Still, though the schout snooped and fined, in 1673 the burgomasters “experienced to our great grief ” that rolling ninepins was more in vogue on Sunday than on any other day. And we learn that there were social clubs that “ set on the Sabbath,” which must speedily be put an end to. Thirty men were found by the schout in one tap-huys, but as they were playing ninepins and backgammon two hours after the church doors had closed, prosecution was most reluctantly abandoned.
Of course scores of “ tappers ” were prosecuted, in taverns and in private houses. Piety and regard for an orderly Sabbath were not the only guiding thoughts in the burgomasters’ minds in framing their Sunday liquor laws and enforcing them ; for some tapsters had “ tapped beer during divine service and used a small kind of measure, which is in contempt of our religion and must ruin our state,” — and the state was sacred.
Before the arrival of a Dutch preacher in the new settlement in the New World, the spiritual care of the little company was provided for by krankebesoeckers, or zeikentrosters, “ comforters of the sick,” who “ read to the Commonalty on Sundays from texts of Scripture with the Comments.” These pious men were assigned to this godly work in Fort Orange and in New Amsterdam and Breuckelen, and took the place of ministers. At Fort Orange they had a domine before they had a church. The patroon instructed his agent, Van Curler, to build a church in 1642 ; but it was not until 1646 that the little wooden edifice was really put up. It was furnished at a cost of about thirty - two dollars by carpenter Fredricksen, with a predickstoel, or pulpit, a seat for the magistrates, de heerebanke, one for the deacons, nine benches, and several corner-seats.

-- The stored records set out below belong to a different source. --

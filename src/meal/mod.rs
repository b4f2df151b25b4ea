pub mod parser;

use thiserror::Error;

pub use parser::parse_text;

/// Validation failures the user can fix by resending the submission.
#[derive(Debug, Error, Clone, Copy, PartialEq, Eq)]
pub enum MealError {
    #[error("name not provided")]
    NameEmpty,
    #[error("photo url empty or invalid")]
    PhotoEmpty,
}

/// A meal as submitted by a user and stored in the database.
///
/// `id` and `created_at` stay at 0 until the store assigns them.
#[derive(Debug, Clone, Default, PartialEq, Eq)]
pub struct Meal {
    pub id: i64,
    pub name: String,
    pub photo_url: String,
    pub description: String,
    pub instructions: String,
    /// Unix timestamp (seconds)
    pub created_at: i64,
}

impl Meal {
    /// Name is checked before the photo, so a submission missing both
    /// reports `NameEmpty`.
    pub fn validate(&self) -> Result<(), MealError> {
        if self.name.is_empty() {
            return Err(MealError::NameEmpty);
        }
        if self.photo_url.is_empty() || !is_url(&self.photo_url) {
            return Err(MealError::PhotoEmpty);
        }
        Ok(())
    }
}

fn is_url(text: &str) -> bool {
    url::Url::parse(text)
        .map(|u| u.host_str().is_some_and(|h| !h.is_empty()))
        .unwrap_or(false)
}
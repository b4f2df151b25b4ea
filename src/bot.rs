use std::future::Future;
use std::time::Duration;

use anyhow::{Context, Result};
use tracing::{debug, error, info};

use crate::events::{Event, EventError, Meta};
use crate::platform::Transport;
use crate::storage::MealStore;

/// Turns Telegram updates into events and answers them.
///
/// Owns the update cursor: after every non-empty fetch it points one past the
/// last update seen, so each update is handed out at most once.
pub struct EventProcessor<T, S> {
    pub(crate) transport: T,
    pub(crate) store: S,
    offset: i64,
}

impl<T: Transport, S: MealStore> EventProcessor<T, S> {
    pub fn new(transport: T, store: S) -> Self {
        Self {
            transport,
            store,
            offset: 0,
        }
    }

    /// Id of the next update to request
    pub fn offset(&self) -> i64 {
        self.offset
    }

    /// Pull up to `limit` new updates and convert them into events.
    pub async fn fetch(&mut self, limit: u32) -> Result<Vec<Event>> {
        let updates = self
            .transport
            .updates(self.offset, limit)
            .await
            .context("error getting updates from Telegram")?;

        let Some(last) = updates.last() else {
            return Ok(Vec::new());
        };
        let next_offset = last.id + 1;

        let events: Vec<Event> = updates.into_iter().map(Event::from).collect();

        self.offset = self.offset.max(next_offset);
        debug!("Fetched {} events, next offset {}", events.len(), self.offset);

        Ok(events)
    }

    /// Handle one event. Only message events are supported.
    pub async fn process(&self, event: Event) -> Result<()> {
        debug!("Processing {:?} event: '{}'", event.kind(), event.text());

        match event {
            Event::Message { text, meta } => self.process_message(&text, &meta).await,
            Event::Unknown => Err(EventError::UnknownEventType.into()),
        }
    }

    async fn process_message(&self, text: &str, meta: &Meta) -> Result<()> {
        let result = self.reply_to_command(text, meta).await;

        self.handle_client_errors(result, meta.chat_id)
            .await
            .context("reply to command")
    }
}

/// Fetch-then-process loop. Runs until `shutdown` resolves; a fetch in
/// flight at that moment is dropped without moving the cursor.
pub async fn run<T, S, F>(
    mut processor: EventProcessor<T, S>,
    batch_size: u32,
    poll_interval: Duration,
    shutdown: F,
) -> Result<()>
where
    T: Transport,
    S: MealStore,
    F: Future<Output = ()>,
{
    info!("Polling for updates (batch size {})", batch_size);

    tokio::pin!(shutdown);

    loop {
        let fetched = tokio::select! {
            _ = &mut shutdown => break,
            fetched = processor.fetch(batch_size) => fetched,
        };

        let idle = match fetched {
            Ok(events) if events.is_empty() => true,
            Ok(events) => {
                for event in events {
                    if let Err(e) = processor.process(event).await {
                        error!("Failed to handle event: {:#}", e);
                    }
                }
                false
            }
            Err(e) => {
                error!("{:#}", e);
                true
            }
        };

        if idle {
            tokio::select! {
                _ = &mut shutdown => break,
                _ = tokio::time::sleep(poll_interval) => {}
            }
        }
    }

    info!("Shutting down at offset {}", processor.offset());
    Ok(())
}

The first church at Albany, built in 1657, was simply a block-house with loopholes for the convenient use of guns in defense against the Indians, if defense were needed. On the roof were placed three small cannon, commanding the three roads which led to the church. This edifice was called “ a handsome preaching-house,” and it was boasted that it was almost as large as the fine one in New Amsterdam. Its corner-stone was laid with much ceremony. Over all hung in a belfry a bell presented to five little congregation by the directors of the Amsterdam chamber of the West India Company. The pulpit was the gift of the same board of West India directors, since the twenty-five beavers’ skins sent for its purchase proved greatly damaged, and hence inadequate as payment. This pulpit still exists, — a pedestal with a flight of narrow steps and a curved balustrade. It is about four feet in height, and only three in diameter. It is octagonal ; one of the sides, being hinged, forms the entrance door, or gate. All the small panels and mouldings are of oak. It stood in a space at the end of the centre aisle.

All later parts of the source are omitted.